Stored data
☆ ☆ ☆

//! Endpoint to space binding resolution
//!
//! Bindings map every endpoint a charm declares, plus the application
//! default key `""`, to a space id. Resolution precedence:
//!
//! - `""`: caller override, then the prior default, then the model default
//! - endpoint: caller override, then the prior binding when the endpoint
//!   existed before, then the resolved `""`

use std::collections::BTreeSet;

use crate::catalog::SpaceCatalog;
use crate::errors::{Result, StateError};
use crate::model::Bindings;

/// Key holding the application's default space
pub const DEFAULT_BINDING: &str = "";

fn check_spaces(bindings: &Bindings, spaces: &dyn SpaceCatalog) -> Result<()> {
    for (endpoint, space) in bindings {
        if !spaces.space_exists(space) {
            let target = if endpoint.is_empty() {
                "default binding".to_string()
            } else {
                format!("endpoint {:?}", endpoint)
            };
            return Err(StateError::InvalidBindings {
                message: format!("{} bound to unknown space {:?}", target, space),
            });
        }
    }
    Ok(())
}

fn check_known_endpoints(endpoints: &BTreeSet<String>, overrides: &Bindings) -> Result<()> {
    for endpoint in overrides.keys() {
        if endpoint != DEFAULT_BINDING && !endpoints.contains(endpoint) {
            return Err(StateError::InvalidBindings {
                message: format!("endpoint {:?} not found", endpoint),
            });
        }
    }
    Ok(())
}

/// Resolve the full binding set for `endpoints`
///
/// `prior` is the binding set in force before an upgrade; entries for
/// endpoints the new charm no longer declares are dropped.
///
/// # Errors
///
/// Returns `InvalidBindings` when an override names an unknown endpoint or
/// any resolved space is not in the catalog.
pub fn resolve_bindings(
    endpoints: &BTreeSet<String>,
    overrides: &Bindings,
    prior: Option<&Bindings>,
    default_space: &str,
    spaces: &dyn SpaceCatalog,
) -> Result<Bindings> {
    check_known_endpoints(endpoints, overrides)?;

    let default = overrides
        .get(DEFAULT_BINDING)
        .or_else(|| prior.and_then(|p| p.get(DEFAULT_BINDING)))
        .cloned()
        .unwrap_or_else(|| default_space.to_string());

    let mut resolved = Bindings::new();
    for endpoint in endpoints {
        let space = overrides
            .get(endpoint)
            .or_else(|| prior.and_then(|p| p.get(endpoint)))
            .cloned()
            .unwrap_or_else(|| default.clone());
        resolved.insert(endpoint.clone(), space);
    }
    resolved.insert(DEFAULT_BINDING.to_string(), default);

    check_spaces(&resolved, spaces)?;
    Ok(resolved)
}

/// Apply explicit changes to an existing binding set
///
/// Changing `""` moves every endpoint that followed the old default and is
/// not itself named in `changes`.
///
/// # Errors
///
/// Returns `InvalidBindings` for unknown endpoints or spaces.
pub fn merge_bindings(
    current: &Bindings,
    changes: &Bindings,
    endpoints: &BTreeSet<String>,
    spaces: &dyn SpaceCatalog,
) -> Result<Bindings> {
    check_known_endpoints(endpoints, changes)?;

    let mut merged = current.clone();
    if let Some(new_default) = changes.get(DEFAULT_BINDING) {
        let old_default = current.get(DEFAULT_BINDING);
        for (endpoint, space) in merged.iter_mut() {
            if Some(&*space) == old_default && !changes.contains_key(endpoint) {
                *space = new_default.clone();
            }
        }
        merged.insert(DEFAULT_BINDING.to_string(), new_default.clone());
    }
    for (endpoint, space) in changes {
        merged.insert(endpoint.clone(), space.clone());
    }

    check_spaces(&merged, spaces)?;
    Ok(merged)
}

/// Endpoints (not `""`) bound to a different space in `after`
pub fn changed_endpoints(before: &Bindings, after: &Bindings) -> Vec<String> {
    after
        .iter()
        .filter(|(ep, space)| !ep.is_empty() && before.get(*ep) != Some(*space))
        .map(|(ep, _)| ep.clone())
        .collect()
}

#[cfg(test)]
mod tests {
    use super::*;
    use crate::catalog::StaticSpaces;
    use proptest::prelude::*;

    fn spaces() -> StaticSpaces {
        StaticSpaces::new(["0", "db", "public", "internal"])
    }

    fn set(names: &[&str]) -> BTreeSet<String> {
        names.iter().map(|s| s.to_string()).collect()
    }

    fn bindings(pairs: &[(&str, &str)]) -> Bindings {
        pairs
            .iter()
            .map(|(k, v)| (k.to_string(), v.to_string()))
            .collect()
    }

    #[test]
    fn test_defaults_to_model_space() {
        let got = resolve_bindings(&set(&["db", "admin"]), &Bindings::new(), None, "0", &spaces())
            .unwrap();
        assert_eq!(got, bindings(&[("", "0"), ("admin", "0"), ("db", "0")]));
    }

    #[test]
    fn test_override_default_applies_to_unbound_endpoints() {
        let got = resolve_bindings(
            &set(&["db", "admin"]),
            &bindings(&[("", "internal"), ("db", "db")]),
            None,
            "0",
            &spaces(),
        )
        .unwrap();
        assert_eq!(got, bindings(&[("", "internal"), ("admin", "internal"), ("db", "db")]));
    }

    #[test]
    fn test_prior_kept_for_surviving_endpoints_only() {
        let prior = bindings(&[("", "internal"), ("db", "db"), ("old", "public")]);
        let got = resolve_bindings(&set(&["db", "new"]), &Bindings::new(), Some(&prior), "0", &spaces())
            .unwrap();
        assert_eq!(got, bindings(&[("", "internal"), ("db", "db"), ("new", "internal")]));
    }

    #[test]
    fn test_unknown_endpoint_rejected() {
        let err = resolve_bindings(
            &set(&["db"]),
            &bindings(&[("nope", "db")]),
            None,
            "0",
            &spaces(),
        )
        .unwrap_err();
        assert_eq!(err.to_string(), "invalid bindings: endpoint \"nope\" not found");
    }

    #[test]
    fn test_unknown_space_rejected() {
        let err = resolve_bindings(&set(&["db"]), &bindings(&[("db", "mars")]), None, "0", &spaces())
            .unwrap_err();
        assert!(matches!(err, StateError::InvalidBindings { .. }));
    }

    #[test]
    fn test_merge_moves_followers_of_default() {
        let current = bindings(&[("", "0"), ("admin", "0"), ("db", "db")]);
        let merged = merge_bindings(
            &current,
            &bindings(&[("", "internal")]),
            &set(&["admin", "db"]),
            &spaces(),
        )
        .unwrap();
        assert_eq!(merged, bindings(&[("", "internal"), ("admin", "internal"), ("db", "db")]));
        assert_eq!(changed_endpoints(&current, &merged), vec!["admin".to_string()]);
    }

    proptest! {
        #[test]
        fn prop_resolved_covers_exactly_endpoints(
            endpoints in proptest::collection::btree_set("[a-z]{1,6}", 0..6),
            pick_override in any::<bool>(),
        ) {
            let mut overrides = Bindings::new();
            if pick_override {
                if let Some(first) = endpoints.iter().next() {
                    overrides.insert(first.clone(), "db".to_string());
                }
            }
            let got = resolve_bindings(&endpoints, &overrides, None, "0", &spaces()).unwrap();

            let mut expected_keys = endpoints.clone();
            expected_keys.insert(String::new());
            let keys: BTreeSet<String> = got.keys().cloned().collect();
            prop_assert_eq!(keys, expected_keys);
            for (ep, space) in &overrides {
                prop_assert_eq!(got.get(ep), Some(space));
            }
        }
    }
}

☆ ☆ ☆

Task prompt:
Using the data above, count every line that contains the word "SpaceCatalog", then give the count and nothing more.

Completed task:
4